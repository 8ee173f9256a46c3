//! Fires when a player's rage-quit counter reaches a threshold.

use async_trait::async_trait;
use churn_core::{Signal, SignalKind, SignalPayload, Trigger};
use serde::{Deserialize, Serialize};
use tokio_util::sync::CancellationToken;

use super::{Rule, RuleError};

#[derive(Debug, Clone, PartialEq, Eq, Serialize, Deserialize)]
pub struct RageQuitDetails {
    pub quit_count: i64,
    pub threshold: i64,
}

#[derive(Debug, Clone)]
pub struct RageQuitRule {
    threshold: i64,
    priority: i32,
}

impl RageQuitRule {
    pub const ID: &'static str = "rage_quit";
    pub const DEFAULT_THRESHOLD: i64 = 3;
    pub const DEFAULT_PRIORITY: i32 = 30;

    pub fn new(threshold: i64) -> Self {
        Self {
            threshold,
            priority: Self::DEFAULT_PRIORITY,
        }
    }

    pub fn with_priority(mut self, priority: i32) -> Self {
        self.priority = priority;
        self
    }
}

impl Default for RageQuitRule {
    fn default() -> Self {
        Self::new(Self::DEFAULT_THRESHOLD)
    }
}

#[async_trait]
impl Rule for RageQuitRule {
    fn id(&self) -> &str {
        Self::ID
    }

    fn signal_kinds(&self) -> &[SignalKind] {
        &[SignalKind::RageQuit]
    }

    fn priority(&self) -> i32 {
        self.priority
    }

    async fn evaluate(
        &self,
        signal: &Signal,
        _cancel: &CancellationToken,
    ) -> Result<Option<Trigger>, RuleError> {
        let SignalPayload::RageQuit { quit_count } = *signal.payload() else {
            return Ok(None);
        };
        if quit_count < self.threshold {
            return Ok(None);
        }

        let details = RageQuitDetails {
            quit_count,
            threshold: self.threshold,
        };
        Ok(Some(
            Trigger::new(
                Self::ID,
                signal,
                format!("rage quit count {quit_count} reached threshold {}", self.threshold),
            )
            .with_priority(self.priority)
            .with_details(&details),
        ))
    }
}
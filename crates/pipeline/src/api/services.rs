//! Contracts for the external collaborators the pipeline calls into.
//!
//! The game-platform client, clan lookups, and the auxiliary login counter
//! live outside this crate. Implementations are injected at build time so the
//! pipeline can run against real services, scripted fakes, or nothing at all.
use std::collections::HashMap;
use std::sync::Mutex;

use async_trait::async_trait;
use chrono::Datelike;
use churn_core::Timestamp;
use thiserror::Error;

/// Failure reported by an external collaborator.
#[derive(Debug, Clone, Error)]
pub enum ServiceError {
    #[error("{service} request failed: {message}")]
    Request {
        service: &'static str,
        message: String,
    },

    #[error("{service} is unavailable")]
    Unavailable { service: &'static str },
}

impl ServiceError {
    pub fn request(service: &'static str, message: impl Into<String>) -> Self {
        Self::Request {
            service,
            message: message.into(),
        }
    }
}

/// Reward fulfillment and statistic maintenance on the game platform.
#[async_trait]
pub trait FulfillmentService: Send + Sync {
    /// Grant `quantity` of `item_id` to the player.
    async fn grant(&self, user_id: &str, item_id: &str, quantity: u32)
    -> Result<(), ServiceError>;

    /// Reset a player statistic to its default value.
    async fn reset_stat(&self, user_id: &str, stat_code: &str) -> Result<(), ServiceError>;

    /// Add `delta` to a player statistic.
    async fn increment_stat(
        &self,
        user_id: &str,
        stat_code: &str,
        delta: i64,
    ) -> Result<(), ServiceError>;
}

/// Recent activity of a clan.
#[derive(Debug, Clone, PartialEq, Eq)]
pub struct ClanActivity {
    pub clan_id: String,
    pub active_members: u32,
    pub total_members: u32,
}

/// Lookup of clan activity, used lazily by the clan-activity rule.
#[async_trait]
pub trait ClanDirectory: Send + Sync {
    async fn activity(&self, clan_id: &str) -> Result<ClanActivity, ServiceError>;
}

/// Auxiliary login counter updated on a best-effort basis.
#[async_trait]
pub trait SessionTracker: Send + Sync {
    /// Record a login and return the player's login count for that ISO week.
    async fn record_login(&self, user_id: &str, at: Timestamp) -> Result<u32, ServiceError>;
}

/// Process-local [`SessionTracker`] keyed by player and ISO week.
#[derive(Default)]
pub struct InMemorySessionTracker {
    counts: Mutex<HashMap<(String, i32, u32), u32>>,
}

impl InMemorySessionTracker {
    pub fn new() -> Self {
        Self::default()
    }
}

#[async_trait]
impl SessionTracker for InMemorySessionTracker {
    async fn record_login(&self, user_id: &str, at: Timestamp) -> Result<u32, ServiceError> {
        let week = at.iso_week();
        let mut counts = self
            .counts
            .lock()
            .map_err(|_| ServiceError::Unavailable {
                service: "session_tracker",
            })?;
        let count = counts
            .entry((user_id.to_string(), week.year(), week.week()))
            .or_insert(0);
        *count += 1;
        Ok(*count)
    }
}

**Exercise directions**.
Pull out every line above that holds the word "Debug".

**Exercise solution**.
#[derive(Debug, Clone, PartialEq, Eq, Serialize, Deserialize)]
#[derive(Debug, Clone)]
#[derive(Debug, Clone, Error)]
#[derive(Debug, Clone, PartialEq, Eq)]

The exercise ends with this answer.